Neiva se viu num dilema. A possibilidade de suicídio era muito grande. A realização ou o suicídio... Sexo ou morte!...
Desde esse dia, com grande habilidade e carinho, prometendo ajudá-la sempre e a recebendo a qualquer hora, do dia ou da noite, Neiva foi conduzindo pela mão aquela boa alma, sempre pedindo a Deus por ela. Às vezes, Neiva sentia-se tentada a desatar a rigidez daqueles laços morais. Afinal, amar não é pecado. Aliás, a palavra pecado não faz parte do dicionário espírita. O que existe é a responsabilidade do espírito pelos seus próprios atos.
Assim se passaram dois anos. Dia a dia, Neiva via aquele espírito perder as forças na luta. Para agravar a situação, o amado de Leonor fora convidado para ocupar um alto cargo em outro estado, e ela não pôde acompanhá-lo. Sua correspondência era apaixonada e eivada de desespero.
No dia de aniversário de Neiva – 30 de outubro –, Leonor lhe trouxe um presente: uma pequena rosa lavrada em prata e um vidro de fino perfume francês.
- Neiva, – disse ela – vou viajar, e antes que esses presentes se acabem, eu estarei longe deste mundo! Não quero que você me veja morta. Quero que se lembre de mim assim como sou agora...

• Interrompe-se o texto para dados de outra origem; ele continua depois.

use crate::error::credential::CredentialError;
use crate::store::{DataSource, scoped_key};

use common::{ErrorLocation, RedactedSecret};

use std::panic::Location;
use std::sync::Arc;

use log::debug;
use url::Url;

const MASTER_CLIENT_ID: &str = "PREF_MASTER_CLIENT_ID";
const CLIENT_ID: &str = "PREF_CLIENT_ID";
const CLIENT_SECRET: &str = "PREF_CLIENT_SECRET";
const CLIENT_EXPIRE_TIME: &str = "PREF_CLIENT_EXPIRE_TIME";

const KEYS: [&str; 4] = [MASTER_CLIENT_ID, CLIENT_ID, CLIENT_SECRET, CLIENT_EXPIRE_TIME];

/// Expiration reported when none was stored.
pub const NO_EXPIRATION: i64 = -1;

/// OAuth client registration issued by the gateway.
#[derive(Debug, Clone, PartialEq, Eq)]
pub struct ClientCredentials {
    pub master_client_id: String,
    pub client_id: String,
    pub client_secret: RedactedSecret,
    /// Seconds since the Unix epoch, `0` for never.
    pub client_expiration: i64,
}

pub struct ClientCredentialStorage {
    storage: Arc<dyn DataSource>,
    gateway: Option<Url>,
}

impl ClientCredentialStorage {
    pub fn new(storage: Arc<dyn DataSource>, gateway: Option<Url>) -> Self {
        Self { storage, gateway }
    }

    fn key(&self, name: &str) -> Result<String, CredentialError> {
        scoped_key(self.gateway.as_ref(), name)
    }

    fn read(&self, name: &str) -> Result<Option<String>, CredentialError> {
        self.storage.get(&self.key(name)?)
    }

    pub fn save_client_credentials(&self, credentials: &ClientCredentials) -> Result<(), CredentialError> {
        self.storage
            .put(&self.key(MASTER_CLIENT_ID)?, &credentials.master_client_id)?;
        self.storage.put(&self.key(CLIENT_ID)?, &credentials.client_id)?;
        self.storage
            .put(&self.key(CLIENT_SECRET)?, credentials.client_secret.expose())?;
        self.storage.put(
            &self.key(CLIENT_EXPIRE_TIME)?,
            &credentials.client_expiration.to_string(),
        )?;
        Ok(())
    }

    pub fn master_client_id(&self) -> Result<Option<String>, CredentialError> {
        self.read(MASTER_CLIENT_ID)
    }

    pub fn client_id(&self) -> Result<Option<String>, CredentialError> {
        self.read(CLIENT_ID)
    }

    pub fn client_secret(&self) -> Result<Option<RedactedSecret>, CredentialError> {
        Ok(self.read(CLIENT_SECRET)?.map(RedactedSecret::from))
    }

    /// Stored expiration, or [`NO_EXPIRATION`] when absent.
    pub fn client_expiration(&self) -> Result<i64, CredentialError> {
        match self.read(CLIENT_EXPIRE_TIME)? {
            Some(value) => value.parse().map_err(|e| CredentialError::Decode {
                message: format!("Invalid client expiration {value:?}: {e}"),
                location: ErrorLocation::from(Location::caller()),
            }),
            None => Ok(NO_EXPIRATION),
        }
    }

    /// Remove this store's keys for the connected gateway.
    pub fn clear(&self) -> Result<(), CredentialError> {
        debug!("Clearing client credentials");
        for name in KEYS {
            self.storage.remove(&self.key(name)?)?;
        }
        Ok(())
    }

    /// Wipe the whole data source.
    pub fn clear_all(&self) -> Result<(), CredentialError> {
        debug!("Clearing all stored credentials");
        self.storage.remove_all()
    }
}
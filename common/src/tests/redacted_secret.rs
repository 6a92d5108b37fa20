use crate::RedactedSecret;

/// **VALUE**: Verifies that neither Debug nor Display leak the secret.
///
/// **WHY THIS MATTERS**: Client secrets and private keys pass through structs that get logged
/// with `{:?}`. A leak here ends up in log files on the device.
///
/// **BUG THIS CATCHES**: Would catch a derived Debug replacing the manual implementation.
#[test]
fn given_secret_when_formatted_then_value_is_redacted() {
    // GIVEN: A secret
    let secret = RedactedSecret::new("super-secret-value");

    // WHEN: Formatting with Debug and Display
    let debug = format!("{secret:?}");
    let display = format!("{secret}");

    // THEN: The raw value never appears
    assert!(!debug.contains("super-secret-value"));
    assert!(!display.contains("super-secret-value"));
    assert_eq!(secret.expose(), "super-secret-value");
    assert_eq!(secret.len(), "super-secret-value".len());
}

/// **VALUE**: Verifies that serializing a secret fails instead of writing it out.
///
/// **WHY THIS MATTERS**: Config and credential structs are serde-serializable; an accidental
/// `Serialize` derive on a container must not silently persist the secret.
///
/// **BUG THIS CATCHES**: Would catch a Serialize impl that forwards to the inner string.
#[test]
fn given_secret_when_serialized_then_returns_error() {
    // GIVEN: A secret
    let secret = RedactedSecret::new("do-not-write");

    // WHEN: Serializing to JSON
    let result = serde_json::to_string(&secret);

    // THEN: Serialization is refused
    let err = result.expect_err("Secret serialization must fail");
    assert!(err.to_string().contains("cannot be serialized"));
}
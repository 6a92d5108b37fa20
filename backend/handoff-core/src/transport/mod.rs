//! TLS client side of the handoff.
//!
//! A [`SecureTransportFactory`] turns a [`TrustPolicy`] and an optional
//! [`ClientIdentity`] into [`SecureSocketFactory`] values. Every call builds a
//! fresh rustls context; nothing is cached between calls and nothing falls
//! back to a weaker configuration when construction fails.

pub mod factory;
pub mod identity;
pub mod trust;

pub use factory::{SecureSocketFactory, SecureTransportFactory, create_secure_socket_factory};
pub use identity::{ClientIdentity, CredentialSource, SingleIdentityResolver};
pub use trust::{PinnedCertVerifier, TrustPolicy};

use rustls::SupportedProtocolVersion;
use serde::{Deserialize, Serialize};

static TLS13_ONLY: &[&SupportedProtocolVersion] = &[&rustls::version::TLS13];

/// Protocol version family offered in the client hello.
#[derive(Debug, Clone, Copy, Default, PartialEq, Eq, Serialize, Deserialize)]
pub enum TlsProtocols {
    #[default]
    Tls12And13,
    Tls13Only,
}

impl TlsProtocols {
    pub fn versions(self) -> &'static [&'static SupportedProtocolVersion] {
        match self {
            TlsProtocols::Tls12And13 => rustls::ALL_VERSIONS,
            TlsProtocols::Tls13Only => TLS13_ONLY,
        }
    }
}
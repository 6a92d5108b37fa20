use crate::error::credential::CredentialError;
use crate::store::{DataSource, scoped_key};
use crate::transport::identity::{ClientIdentity, CredentialSource};

use common::{ErrorLocation, RedactedSecret};

use std::panic::Location;
use std::sync::Arc;

use log::debug;
use url::Url;

const PRIVATE_KEY: &str = "PREF_PRIVATE_KEY";
const CERTIFICATE_CHAIN: &str = "PREF_CERTIFICATE_CHAIN";

/// Client key and certificate chain, stored as PEM.
pub struct ClientIdentityStorage {
    storage: Arc<dyn DataSource>,
    gateway: Option<Url>,
}

impl ClientIdentityStorage {
    pub fn new(storage: Arc<dyn DataSource>, gateway: Option<Url>) -> Self {
        Self { storage, gateway }
    }

    fn key(&self, name: &str) -> Result<String, CredentialError> {
        scoped_key(self.gateway.as_ref(), name)
    }

    pub fn save_identity(
        &self,
        private_key_pem: &RedactedSecret,
        certificate_chain_pem: &str,
    ) -> Result<(), CredentialError> {
        self.storage
            .put(&self.key(PRIVATE_KEY)?, private_key_pem.expose())?;
        self.storage
            .put(&self.key(CERTIFICATE_CHAIN)?, certificate_chain_pem)?;
        debug!("Stored client identity");
        Ok(())
    }

    pub fn private_key_pem(&self) -> Result<Option<RedactedSecret>, CredentialError> {
        Ok(self
            .storage
            .get(&self.key(PRIVATE_KEY)?)?
            .map(RedactedSecret::from))
    }

    pub fn certificate_chain_pem(&self) -> Result<Option<String>, CredentialError> {
        self.storage.get(&self.key(CERTIFICATE_CHAIN)?)
    }

    pub fn clear(&self) -> Result<(), CredentialError> {
        self.storage.remove(&self.key(PRIVATE_KEY)?)?;
        self.storage.remove(&self.key(CERTIFICATE_CHAIN)?)?;
        Ok(())
    }
}

impl CredentialSource for ClientIdentityStorage {
    fn client_identity(&self) -> Result<Option<ClientIdentity>, CredentialError> {
        let (Some(private_key), Some(chain)) = (self.private_key_pem()?, self.certificate_chain_pem()?)
        else {
            return Ok(None);
        };

        ClientIdentity::from_pem(private_key.expose(), &chain)
            .map(Some)
            .map_err(|e| CredentialError::Decode {
                message: format!("Stored client identity is unreadable: {e}"),
                location: ErrorLocation::from(Location::caller()),
            })
    }
}
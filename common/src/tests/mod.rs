mod error_location;
mod redacted_secret;
use crate::descriptor::HandoffDescriptor;
use crate::error::descriptor::DescriptorError;
use crate::session::SessionIdentifier;

use common::ErrorLocation;

use std::panic::Location;

use url::Url;

/// Builder for creating validated [`HandoffDescriptor`] instances.
#[derive(Debug, Default)]
pub struct HandoffDescriptorBuilder {
    session: Option<SessionIdentifier>,
    provider_url: Option<String>,
    address: Option<String>,
}

impl HandoffDescriptorBuilder {
    pub fn with_session(mut self, session: SessionIdentifier) -> Self {
        self.session = Some(session);
        self
    }

    pub fn with_provider_url(mut self, url: impl Into<String>) -> Self {
        self.provider_url = Some(url.into());
        self
    }

    /// Listener address. Leave unset in degraded mode.
    pub fn with_address(mut self, address: impl Into<String>) -> Self {
        self.address = Some(address.into());
        self
    }

    pub fn with_optional_address(mut self, address: Option<String>) -> Self {
        self.address = address;
        self
    }

    /// Build the descriptor with validation.
    #[track_caller]
    pub fn build(self) -> Result<HandoffDescriptor, DescriptorError> {
        let session = self.session.ok_or_else(|| DescriptorError::Validation {
            message: String::from("Session identifier is required"),
            location: ErrorLocation::from(Location::caller()),
        })?;

        let raw_url = self.provider_url.ok_or_else(|| DescriptorError::Validation {
            message: String::from("Provider URL is required"),
            location: ErrorLocation::from(Location::caller()),
        })?;

        let provider_url = Url::parse(&raw_url)?;

        if !matches!(provider_url.scheme(), "http" | "https") {
            return Err(DescriptorError::Validation {
                message: format!("Provider URL must be http(s), got {}", provider_url.scheme()),
                location: ErrorLocation::from(Location::caller()),
            });
        }

        if let Some(ref address) = self.address {
            if address.trim().is_empty() {
                return Err(DescriptorError::Validation {
                    message: String::from("Listener address cannot be empty"),
                    location: ErrorLocation::from(Location::caller()),
                });
            }
        }

        Ok(HandoffDescriptor {
            session,
            provider_url,
            address: self.address,
        })
    }
}
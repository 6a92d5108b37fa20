use crate::error::transport::TransportError;
use crate::transport::TlsProtocols;
use crate::transport::identity::{ClientIdentity, CredentialSource, SingleIdentityResolver};
use crate::transport::trust::TrustPolicy;

use common::ErrorLocation;

use std::panic::Location;
use std::sync::Arc;

use log::{debug, info, warn};
use rustls::ClientConfig;
use rustls::crypto::CryptoProvider;
use rustls::pki_types::ServerName;
use tokio::io::{AsyncRead, AsyncWrite};
use tokio_rustls::TlsConnector;
use tokio_rustls::client::TlsStream;

/// Build a TLS client factory for `trust`, presenting `identity` when given.
///
/// # Errors
///
/// Returns [`TransportError::Construction`] for anything that prevents the
/// context from being built: unparseable trust material, an unsupported key,
/// a key that does not match its certificate, or a provider refusing the
/// protocol versions.
pub fn create_secure_socket_factory(
    trust: &TrustPolicy,
    identity: Option<&ClientIdentity>,
    protocols: TlsProtocols,
) -> Result<SecureSocketFactory, TransportError> {
    let provider: Arc<CryptoProvider> = Arc::new(rustls::crypto::ring::default_provider());

    let verifier = trust.verifier(&provider)?;

    let builder = ClientConfig::builder_with_provider(Arc::clone(&provider))
        .with_protocol_versions(protocols.versions())
        .map_err(|e| TransportError::construction("Unsupported protocol versions", e))?
        .dangerous()
        .with_custom_certificate_verifier(verifier);

    let config = match identity {
        Some(identity) => {
            let key = identity.certified_key(&provider)?;
            builder.with_client_cert_resolver(Arc::new(SingleIdentityResolver::new(key)))
        }
        None => builder.with_no_client_auth(),
    };

    debug!(
        "Built TLS client context ({protocols:?}, client identity: {})",
        identity.is_some()
    );

    Ok(SecureSocketFactory::new(Arc::new(config)))
}

/// Holds the inputs a TLS context is derived from.
#[derive(Debug, Clone)]
pub struct SecureTransportFactory {
    trust: TrustPolicy,
    identity: Option<ClientIdentity>,
    protocols: TlsProtocols,
}

impl SecureTransportFactory {
    pub fn new(trust: TrustPolicy, identity: Option<ClientIdentity>, protocols: TlsProtocols) -> Self {
        Self {
            trust,
            identity,
            protocols,
        }
    }

    /// Read the client identity from `source` once.
    ///
    /// A source that is not initialized yet degrades to no client identity;
    /// any other credential failure is returned.
    pub fn from_credentials(
        trust: TrustPolicy,
        protocols: TlsProtocols,
        source: &dyn CredentialSource,
    ) -> Result<Self, TransportError> {
        let identity = match source.client_identity() {
            Ok(identity) => identity,
            Err(e) if e.is_not_initialized() => {
                info!("Credential store not initialized, continuing without client identity");
                None
            }
            Err(e) => {
                warn!("Unable to read client identity: {e}");
                return Err(TransportError::Credentials {
                    message: String::from("Unable to read client identity"),
                    location: ErrorLocation::from(Location::caller()),
                    source: e,
                });
            }
        };

        Ok(Self::new(trust, identity, protocols))
    }

    pub fn identity(&self) -> Option<&ClientIdentity> {
        self.identity.as_ref()
    }

    pub fn protocols(&self) -> TlsProtocols {
        self.protocols
    }

    /// A fresh context on every call.
    pub fn create_tls_socket_factory(&self) -> Result<SecureSocketFactory, TransportError> {
        create_secure_socket_factory(&self.trust, self.identity.as_ref(), self.protocols)
    }
}

/// Upgrades established links to TLS with one fixed client context.
#[derive(Clone)]
pub struct SecureSocketFactory {
    config: Arc<ClientConfig>,
    connector: TlsConnector,
}

impl SecureSocketFactory {
    fn new(config: Arc<ClientConfig>) -> Self {
        let connector = TlsConnector::from(Arc::clone(&config));
        Self { config, connector }
    }

    pub fn config(&self) -> &Arc<ClientConfig> {
        &self.config
    }

    /// Run the client handshake over `stream`, verifying the peer as `server_name`.
    pub async fn connect<IO>(
        &self,
        server_name: &str,
        stream: IO,
    ) -> Result<TlsStream<IO>, TransportError>
    where
        IO: AsyncRead + AsyncWrite + Unpin,
    {
        let name = ServerName::try_from(server_name.to_string()).map_err(|e| {
            TransportError::ServerName {
                message: format!("Invalid server name {server_name:?}: {e}"),
                location: ErrorLocation::from(Location::caller()),
            }
        })?;

        let tls = self
            .connector
            .connect(name, stream)
            .await
            .map_err(|e| TransportError::Handshake {
                message: format!("TLS handshake with {server_name} failed"),
                location: ErrorLocation::from(Location::caller()),
                source: e,
            })?;

        debug!("TLS session established with {server_name}");
        Ok(tls)
    }
}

Sentindo toda a tristeza do mundo, Neiva disse-lhe, apenas, poucas palavras, pois sabia que já era tarde e nada mais poderia fazer. Leonor partiu, e Neiva passou um dia terrível. Sem poder deixar de atender às múltiplas obrigações de aniversariante, nem conseguiu pensar direito no assunto. Sentiu-se fisicamente mal.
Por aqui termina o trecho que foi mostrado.